Work required:
Only the line containing "else if !flags.is_empty()" and those after it, up to the end of the records below, are to be set down, exactly as written.

[Collected data]
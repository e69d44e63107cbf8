//! Rate limit key derivation.

use std::fmt;
use std::net::IpAddr;

use crate::auth::Principal;

/// Counter identity for one logical caller.
///
/// Derived from the principal when there is one, otherwise from the peer
/// address. The same caller always maps to the same key.
#[derive(Debug, Clone, PartialEq, Eq, Hash)]
pub struct RateLimitKey(String);

impl RateLimitKey {
    pub fn for_principal(principal: &Principal) -> Self {
        Self(format!("id:{}", principal.identity_id()))
    }

    pub fn for_address(addr: IpAddr) -> Self {
        Self(format!("ip:{}", addr.to_canonical()))
    }

    /// Prefer the principal, fall back to the address.
    pub fn derive(principal: Option<&Principal>, addr: Option<IpAddr>) -> Self {
        match (principal, addr) {
            (Some(p), _) => Self::for_principal(p),
            (None, Some(addr)) => Self::for_address(addr),
            (None, None) => Self("anonymous".to_string()),
        }
    }

    pub fn as_str(&self) -> &str {
        &self.0
    }
}

impl fmt::Display for RateLimitKey {
    fn fmt(&self, f: &mut fmt::Formatter<'_>) -> fmt::Result {
        f.write_str(&self.0)
    }
}
//! Red flags and urgency classification.

use serde::Serialize;

use crate::intake::{
    DiagnosisRequest, FlowVolume, MainSymptom, Onset, Progression, Severity, StructuredDiagnosisRequest,
    SymptomDetails,
};
use crate::safety::SafetyAssessment;

/// Coarse triage level, ordered from least to most urgent.
#[derive(Debug, Clone, Copy, PartialEq, Eq, PartialOrd, Ord, Hash, Serialize)]
#[serde(rename_all = "snake_case")]
pub enum UrgencyLevel {
    Low,
    Moderate,
    High,
    Urgent,
}

impl UrgencyLevel {
    fn raised(self) -> Self {
        match self {
            UrgencyLevel::Low => UrgencyLevel::Moderate,
            UrgencyLevel::Moderate => UrgencyLevel::High,
            UrgencyLevel::High | UrgencyLevel::Urgent => UrgencyLevel::Urgent,
        }
    }
}

#[derive(Debug, Clone, Copy, PartialEq, Eq, Hash)]
pub enum RedFlag {
    FeverWithPelvicPain,
    PossiblePregnancyWithBleedingOrPain,
    HeavyBleeding,
    DizzinessWithBleeding,
    SuddenSeverePelvicPain,
}

impl RedFlag {
    /// Critical flags on their own make a request urgent.
    pub fn is_critical(&self) -> bool {
        matches!(
            self,
            RedFlag::PossiblePregnancyWithBleedingOrPain
                | RedFlag::DizzinessWithBleeding
                | RedFlag::SuddenSeverePelvicPain
        )
    }

    pub fn description(&self) -> &'static str {
        match self {
            RedFlag::FeverWithPelvicPain => "fever with pelvic pain may indicate pelvic inflammatory disease",
            RedFlag::PossiblePregnancyWithBleedingOrPain => {
                "possible pregnancy with bleeding or pelvic pain; ectopic pregnancy must be excluded"
            }
            RedFlag::HeavyBleeding => "very heavy bleeding (8 or more pads a day or very heavy flow)",
            RedFlag::DizzinessWithBleeding => "dizziness with bleeding may indicate significant blood loss",
            RedFlag::SuddenSeverePelvicPain => {
                "sudden severe pelvic pain may indicate torsion or rupture"
            }
        }
    }
}

/// The inputs risk classification looks at, taken from either intake kind.
#[derive(Debug, Clone, PartialEq, Eq)]
pub struct RiskFactors {
    pub complaint: Option<MainSymptom>,
    pub severity: Severity,
    pub onset: Option<Onset>,
    pub progression: Option<Progression>,
    pub fever: bool,
    pub pelvic_pain: bool,
    pub bleeding: bool,
    pub heavy_bleeding: bool,
    pub could_be_pregnant: bool,
    pub dizziness: Severity,
}

impl From<&StructuredDiagnosisRequest> for RiskFactors {
    fn from(request: &StructuredDiagnosisRequest) -> Self {
        let complaint = &request.primary_complaint;
        let systemic = request.associated_symptoms.as_ref().map(|a| &a.systemic);
        let associated_pelvic = request
            .associated_symptoms
            .as_ref()
            .is_some_and(|a| a.pain.pelvic_pain >= Severity::Moderate);

        let heavy_bleeding = match &request.symptom_specific_details {
            SymptomDetails::Bleeding { bleeding_pattern } => {
                bleeding_pattern.flow_volume == FlowVolume::VeryHeavy || bleeding_pattern.pads_per_day >= 8
            }
            _ => false,
        };

        Self {
            complaint: Some(complaint.main_symptom),
            severity: complaint.severity,
            onset: Some(complaint.onset),
            progression: Some(complaint.progression),
            fever: systemic.is_some_and(|s| s.fever),
            pelvic_pain: complaint.main_symptom == MainSymptom::PelvicPain || associated_pelvic,
            bleeding: complaint.main_symptom == MainSymptom::ExcessiveVaginalBleeding,
            heavy_bleeding,
            could_be_pregnant: request.could_be_pregnant(),
            dizziness: systemic.and_then(|s| s.dizziness).unwrap_or(Severity::None),
        }
    }
}

impl From<&DiagnosisRequest> for RiskFactors {
    fn from(request: &DiagnosisRequest) -> Self {
        let mentions = |needle: &str| request.symptoms.iter().any(|s| s.contains(needle));

        Self {
            complaint: request.inferred_symptom(),
            severity: request.severity_level,
            onset: request.onset,
            progression: request.progression,
            fever: mentions("fever"),
            pelvic_pain: mentions("pelvic"),
            bleeding: mentions("bleeding"),
            heavy_bleeding: mentions("heavy bleeding") || mentions("soaking"),
            could_be_pregnant: false,
            dizziness: if mentions("dizz") || mentions("faint") {
                Severity::Moderate
            } else {
                Severity::None
            },
        }
    }
}

impl RiskFactors {
    pub fn red_flags(&self) -> Vec<RedFlag> {
        let mut flags = Vec::new();
        if self.fever && self.pelvic_pain {
            flags.push(RedFlag::FeverWithPelvicPain);
        }
        if self.could_be_pregnant && (self.bleeding || self.pelvic_pain) {
            flags.push(RedFlag::PossiblePregnancyWithBleedingOrPain);
        }
        if self.heavy_bleeding {
            flags.push(RedFlag::HeavyBleeding);
        }
        if self.bleeding && self.dizziness >= Severity::Moderate {
            flags.push(RedFlag::DizzinessWithBleeding);
        }
        if self.pelvic_pain && self.onset == Some(Onset::Sudden) && self.severity == Severity::Severe {
            flags.push(RedFlag::SuddenSeverePelvicPain);
        }
        flags
    }
}

#[derive(Debug, Clone, PartialEq, Eq, Serialize)]
pub struct RiskAssessment {
    pub urgency_level: UrgencyLevel,
    pub red_flags: Vec<String>,
}

impl RiskAssessment {
    /// Severity sets the base, worsening raises it one step, unresolved
    /// safety gaps need at least moderate, and red flags need at least high.
    pub fn evaluate(factors: &RiskFactors, safety: &SafetyAssessment) -> Self {
        let flags = factors.red_flags();

        let mut level = if factors.severity == Severity::Severe {
            UrgencyLevel::Moderate
        } else {
            UrgencyLevel::Low
        };
        if factors.progression == Some(Progression::Worsening) {
            level = level.raised();
        }
        if safety.has_gaps() {
            level = level.max(UrgencyLevel::Moderate);
        }
        if flags.iter().any(RedFlag::is_critical) || flags.len() >= 2 {
            level = UrgencyLevel::Urgent;
        } else if !flags.is_empty() {
            level = level.max(UrgencyLevel::High);
        }

        Self {
            urgency_level: level,
            red_flags: flags.iter().map(|f| f.description().to_string()).collect(),
        }
    }
}
//! Exponential backoff with jitter.

use std::time::Duration;

use rand::Rng;

/// Doubling delay per attempt, capped, plus up to 10% random jitter.
#[derive(Debug, Clone, Copy, PartialEq, Eq)]
pub struct Backoff {
    pub base_ms: u64,
    pub max_ms: u64,
}

impl Backoff {
    pub fn new(base_ms: u64, max_ms: u64) -> Self {
        Self { base_ms, max_ms }
    }

    /// Delay before retry number `attempt` (1-based). Attempt 0 waits zero.
    pub fn delay(&self, attempt: u32) -> Duration {
        if attempt == 0 {
            return Duration::ZERO;
        }

        let factor = 2u64.saturating_pow(attempt - 1);
        let capped = self.base_ms.saturating_mul(factor).min(self.max_ms);

        let jitter_range = capped / 10;
        let jitter = if jitter_range > 0 {
            rand::thread_rng().gen_range(0..jitter_range)
        } else {
            0
        };

        Duration::from_millis(capped.saturating_add(jitter))
    }
}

Task solution:
        } else if !flags.is_empty() {
            level = level.max(UrgencyLevel::High);
        }

        Self {
            urgency_level: level,
            red_flags: flags.iter().map(|f| f.description().to_string()).collect(),
        }
    }
}
//! Exponential backoff with jitter.

use std::time::Duration;

use rand::Rng;

/// Doubling delay per attempt, capped, plus up to 10% random jitter.
#[derive(Debug, Clone, Copy, PartialEq, Eq)]
pub struct Backoff {
    pub base_ms: u64,
    pub max_ms: u64,
}

impl Backoff {
    pub fn new(base_ms: u64, max_ms: u64) -> Self {
        Self { base_ms, max_ms }
    }

    /// Delay before retry number `attempt` (1-based). Attempt 0 waits zero.
    pub fn delay(&self, attempt: u32) -> Duration {
        if attempt == 0 {
            return Duration::ZERO;
        }

        let factor = 2u64.saturating_pow(attempt - 1);
        let capped = self.base_ms.saturating_mul(factor).min(self.max_ms);

        let jitter_range = capped / 10;
        let jitter = if jitter_range > 0 {
            rand::thread_rng().gen_range(0..jitter_range)
        } else {
            0
        };

        Duration::from_millis(capped.saturating_add(jitter))
    }
}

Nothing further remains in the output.